Checking up to see if his eaddress had changed, before sending a link to a recent article which would have been of interest, it was saddening to find that America’s Ward Morehouse died last year, though good to hear he was active to the end – passing away while ‘swimming laps’.
In 2000 he responded to an invitation to the Pereira Memorial Awards in Bromsgrove:
How I wish that I could be present in person at the presentation ceremony. But I definitely will be with you in spirit because I remain a great admirer of his work, his vision, and his commitment. What a terrible loss to the cause of human betterment was his premature death. If this is to be an annual affair, perhaps I can join you on some future occasion when I happen to be in the UK.
His Apex Press published the US edition of Winin Pereira‘s “Inhuman Rights” – was one of three editions in India, Malaysia and USA. He may also have had a hand in ensuring that CHS publications were lodged in the Library of Congress.
At Morehouse’s request, CHS & Sachetan supervised the preparation of a submission of the Enron case, which was presented at the Permanent People’s Tribunal in Warwick, UK March 2000.

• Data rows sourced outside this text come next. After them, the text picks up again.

//! Main OpenAireClient

use std::sync::Arc;
use std::time::Duration;

use log::debug;
use reqwest::Client;

use crate::api::query::DataSourcesQuery;
use crate::api::query::EntityKind;
use crate::api::query::OrganizationsQuery;
use crate::api::query::ProjectsQuery;
use crate::api::query::QueryBuilder;
use crate::api::query::ResearchProductsQuery;
use crate::auth::StaticTokenProvider;
use crate::auth::TokenProvider;
use crate::error::Error;
use crate::retry::RetryConfig;
use crate::transport::HttpTransport;
use crate::transport::Transport;

/// Public Graph API v1 endpoint.
pub const DEFAULT_BASE_URL: &str = "https://api.openaire.eu/graph/v1/";

/// The main client for searching the OpenAIRE Graph.
///
/// This client is cheap to clone (uses `Arc` internally) and can be shared
/// across tasks. Every query built from it shares its transport and retry
/// policy.
///
/// # Example
///
/// ```ignore
/// use openaire_lib::OpenAireClient;
///
/// let client = OpenAireClient::builder()
///     .api_key(std::env::var("OPENAIRE_API_KEY")?)
///     .build()?;
///
/// let first = client.research_products().search("climate change")?.execute().await?;
/// ```
#[derive(Clone)]
pub struct OpenAireClient {
    inner: Arc<OpenAireClientInner>,
}

struct OpenAireClientInner {
    transport: Arc<dyn Transport>,
    retry: RetryConfig,
}

impl OpenAireClient {
    /// Creates a new builder for constructing a client.
    pub fn builder() -> OpenAireClientBuilder {
        OpenAireClientBuilder::new()
    }

    /// Creates an anonymous client against the public endpoint.
    pub fn new() -> Result<Self, Error> {
        Self::builder().build()
    }

    /// Starts a query on any entity collection.
    pub fn query<E: EntityKind>(&self) -> QueryBuilder<E> {
        QueryBuilder::new(self.clone())
    }

    pub fn research_products(&self) -> ResearchProductsQuery {
        self.query()
    }

    pub fn organizations(&self) -> OrganizationsQuery {
        self.query()
    }

    pub fn data_sources(&self) -> DataSourcesQuery {
        self.query()
    }

    pub fn projects(&self) -> ProjectsQuery {
        self.query()
    }

    /// Issues a GET against an arbitrary endpoint relative to the base URL
    /// and returns the decoded JSON body.
    ///
    /// No validation, pagination or retry is applied.
    pub async fn raw_query(
        &self,
        endpoint: &str,
        params: &[(String, String)],
    ) -> Result<serde_json::Value, Error> {
        debug!("Raw query on {endpoint} with {} parameter(s)", params.len());
        self.inner
            .transport
            .get_raw(endpoint, params)
            .await
            .map_err(|source| Error::RawQuery {
                endpoint: endpoint.to_string(),
                source,
            })
    }

    /// Returns the retry policy applied to page fetches.
    pub fn retry_config(&self) -> &RetryConfig {
        &self.inner.retry
    }

    pub(crate) fn transport(&self) -> Arc<dyn Transport> {
        self.inner.transport.clone()
    }
}

// =============================================================================
// Builder
// =============================================================================

/// Builder for constructing an [`OpenAireClient`].
///
/// Everything is optional: without credentials the client runs anonymous
/// requests against [`DEFAULT_BASE_URL`].
///
/// # Example
///
/// ```ignore
/// let client = OpenAireClient::builder()
///     .api_key("my-token")
///     .timeout(Duration::from_secs(30))
///     .retry(RetryConfig::default().max_attempts(6))
///     .build()?;
/// ```
pub struct OpenAireClientBuilder {
    base_url: String,
    token_provider: Option<Arc<dyn TokenProvider>>,
    timeout: Option<Duration>,
    connect_timeout: Option<Duration>,
    http_client: Option<Client>,
    retry: RetryConfig,
    transport: Option<Arc<dyn Transport>>,
}

impl OpenAireClientBuilder {
    /// Creates a new builder with default settings.
    pub fn new() -> Self {
        Self {
            base_url: DEFAULT_BASE_URL.to_string(),
            token_provider: None,
            timeout: None,
            connect_timeout: None,
            http_client: None,
            retry: RetryConfig::default(),
            transport: None,
        }
    }

    /// Authenticates with a static API key sent as a bearer token.
    pub fn api_key(self, api_key: impl Into<String>) -> Self {
        self.token_provider(StaticTokenProvider::new(api_key))
    }

    /// Sets the token provider for authentication.
    pub fn token_provider<T: TokenProvider + 'static>(mut self, provider: T) -> Self {
        self.token_provider = Some(Arc::new(provider));
        self
    }

    /// Sets the API root.
    ///
    /// Defaults to [`DEFAULT_BASE_URL`].
    pub fn base_url(mut self, url: impl Into<String>) -> Self {
        self.base_url = url.into();
        self
    }

    /// Sets the per-request timeout.
    pub fn timeout(mut self, timeout: Duration) -> Self {
        self.timeout = Some(timeout);
        self
    }

    /// Sets the connection timeout.
    ///
    /// This is applied when building the HTTP client.
    pub fn connect_timeout(mut self, timeout: Duration) -> Self {
        self.connect_timeout = Some(timeout);
        self
    }

    /// Sets a custom HTTP client.
    ///
    /// If not set, a default client will be created.
    pub fn http_client(mut self, client: Client) -> Self {
        self.http_client = Some(client);
        self
    }

    /// Sets the retry policy for page fetches.
    pub fn retry(mut self, retry: RetryConfig) -> Self {
        self.retry = retry;
        self
    }

    /// Replaces the HTTP transport entirely.
    ///
    /// Base URL, credentials and HTTP settings are ignored when set.
    pub fn transport(mut self, transport: Arc<dyn Transport>) -> Self {
        self.transport = Some(transport);
        self
    }

    /// Builds the [`OpenAireClient`].
    pub fn build(self) -> Result<OpenAireClient, Error> {
        let transport = match self.transport {
            Some(transport) => transport,
            None => {
                let http_client = match self.http_client {
                    Some(client) => client,
                    None => {
                        let mut builder = Client::builder();
                        if let Some(timeout) = self.connect_timeout {
                            builder = builder.connect_timeout(timeout);
                        }
                        builder
                            .build()
                            .map_err(|e| Error::Client(format!("failed to build HTTP client: {e}")))?
                    }
                };

                let mut http = HttpTransport::new(&self.base_url, http_client)?;
                if let Some(provider) = self.token_provider {
                    http = http.with_token_provider(provider);
                }
                if let Some(timeout) = self.timeout {
                    http = http.with_timeout(timeout);
                }
                Arc::new(http) as Arc<dyn Transport>
            }
        };

        Ok(OpenAireClient {
            inner: Arc::new(OpenAireClientInner {
                transport,
                retry: self.retry,
            }),
        })
    }
}

impl Default for OpenAireClientBuilder {
    fn default() -> Self {
        Self::new()
    }
}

Chuck Collins wrote about him at length here:
A wonderful friend of Class Action has passed away. Ward Morehouse, 83, an internationally known human rights and anti-corporate activist, author, publisher, international educator, union activist, housebuilder, lover of dogs and children, died June 30 while swimming laps in a pond near his home in Northampton, Massachusetts.
He had a multifaceted 60-year career that spanned many fields – activism, writing and publishing, alternative economics, establishing “people’s law,” and civil disobedience against war – but were all connected by the thread of his passion for social justice and equality . . .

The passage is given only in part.